7. Give me rights to use a particular spot I have chosen on the site for an herb and flower garden to be known as "Peacemaker Park."
These seven must be done for Carousel Center to succeed. This eighth is a recommendation, not a requirement:
8. Establish a fund to clean up Onondaga Lake, and tithe a percentage of Carousel Center income to that fund. Encourage but don't require your tenants to do likewise. And invite Onondaga Nation to sit on the Fund Committee.
"No problem. Gotta go. See you Wednesday."
That evening several friends came for dinner. When I moved into the house I had made a commitment to cook macrobiotic dinners twice a week. Over the next several weeks, these dinners were food to nourish my burdened soul and keep me humanly grounded as I wrestled with the responsibility I had accepted. Those evening meals served more than anything else to steady my spirit and warm my heart. The companions gathered around my table to share good food kept me connected to my own humanity. Truly, if I had lacked those weekly rituals of food and fellowship, I would have failed.
This night dinner was uncomfortable. My altered bite made it laborious to grind my food, so I restricted myself to dishes of softer food. I left the table still hungry and worried about my future ability to eat.
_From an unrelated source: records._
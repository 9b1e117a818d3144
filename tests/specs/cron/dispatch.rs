//! Crontab-driven job dispatch, end to end: crontab text in, job
//! starts out.

use crate::prelude::*;
use std::sync::Arc;
use tessera_core::FakeClock;
use tessera_scheduler::{CronScheduler, SchedulerHost};

fn scheduler_at(
    host: &Arc<RecordingHost>,
    minute: u32,
    second: u32,
) -> (CronScheduler<FakeClock>, FakeClock) {
    let clock = FakeClock::at(at(minute, second));
    let scheduler = CronScheduler::new(
        clock.clone(),
        Arc::clone(host) as Arc<dyn SchedulerHost>,
    );
    (scheduler, clock)
}

#[tokio::test]
async fn due_entries_fire_once_per_minute() {
    let host = RecordingHost::with_crontab(
        "5 * * * * admin admins publish\n* * * * * admin admins heartbeat\n",
    );
    let (scheduler, clock) = scheduler_at(&host, 4, 50);

    clock.set(at(5, 10));
    assert_eq!(scheduler.tick_once().await, 2);
    assert_eq!(host.started(), vec!["publish", "heartbeat"]);

    clock.set(at(6, 10));
    assert_eq!(scheduler.tick_once().await, 1);
    assert_eq!(host.started(), vec!["publish", "heartbeat", "heartbeat"]);
}

#[tokio::test]
async fn a_malformed_crontab_line_does_not_poison_the_rest() {
    let host = RecordingHost::with_crontab(
        "not a crontab line\n5 * * * * admin admins publish\n",
    );
    let (scheduler, clock) = scheduler_at(&host, 4, 50);

    clock.set(at(5, 10));
    assert_eq!(scheduler.tick_once().await, 1);
    assert_eq!(host.started(), vec!["publish"]);
    assert_eq!(scheduler.table().snapshot().len(), 1);
}

#[tokio::test]
async fn job_parameters_survive_the_round_trip() {
    let host = RecordingHost::with_crontab(
        "5 * * * * admin admins exportStatic /sites/default\n",
    );
    let (scheduler, clock) = scheduler_at(&host, 4, 50);

    clock.set(at(5, 10));
    scheduler.tick_once().await;

    let table = scheduler.table().snapshot();
    let entry = table.get(0).unwrap();
    assert_eq!(entry.job, "exportStatic");
    assert_eq!(entry.param.as_deref(), Some("/sites/default"));
    assert_eq!(entry.user, "admin");
    assert_eq!(entry.group, "admins");
}

#[tokio::test]
async fn crontab_edits_apply_on_the_next_tick() {
    let host = RecordingHost::with_crontab("* * * * * admin admins heartbeat\n");
    let (scheduler, clock) = scheduler_at(&host, 4, 50);

    clock.set(at(5, 10));
    scheduler.tick_once().await;

    host.set_crontab("* * * * * admin admins backup\n");
    clock.set(at(6, 10));
    scheduler.tick_once().await;

    assert_eq!(host.started(), vec!["heartbeat", "backup"]);
}

#[tokio::test]
async fn reload_failure_falls_back_to_the_previous_table() {
    let host = RecordingHost::with_crontab("* * * * * admin admins heartbeat\n");
    let (scheduler, clock) = scheduler_at(&host, 4, 50);

    clock.set(at(5, 10));
    assert_eq!(scheduler.tick_once().await, 1);

    host.fail_reloads(true);
    clock.set(at(6, 10));
    assert_eq!(scheduler.tick_once().await, 1);
    assert_eq!(host.started(), vec!["heartbeat", "heartbeat"]);
}

#[tokio::test]
async fn a_stalled_loop_collapses_missed_minutes_into_one_window() {
    let host = RecordingHost::with_crontab(
        "5 * * * * admin admins publish\n7 * * * * admin admins cleanup\n",
    );
    let (scheduler, clock) = scheduler_at(&host, 4, 50);

    // both the 10:05 and 10:07 rules fall inside the window (4, 8]
    clock.set(at(8, 10));
    assert_eq!(scheduler.tick_once().await, 2);
    assert_eq!(host.started(), vec!["publish", "cleanup"]);
}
At 10pm, everyone left and the kitchen was clean. I returned to work on my press release. It took shape both in my mind and my word processor. Satisfied I had the threads to weave together my statement, I paused to consider what to say at my meeting with Pyramid. I sat erect at my keyboard with my eyes closed meditating on what I could say. My brow wrinkled as my mind wrestled with my predicament. I tried to clear away the turbulence in my thoughts and see clearly with a calm mind what path I should take. How could I present myself to Pyramid and the press without appearing to oppose the mall?
Suddenly a bright light of insight illuminated my path. In a single second I saw clearly the statement I needed to present Pyramid. Rapidly I scribbled notes on paper to capture that . flash before it faded in memory. Some precise details of language remained unsure, but the essential statements were vividly clear in that instant.
After ten minutes I felt confident I had it. Turning back to my keyboard I translated my notes into complete, polished statements. I watched in surprise as the fragments took form. When I was finished I had seven points. Then I added a final eighth point to address a larger issue.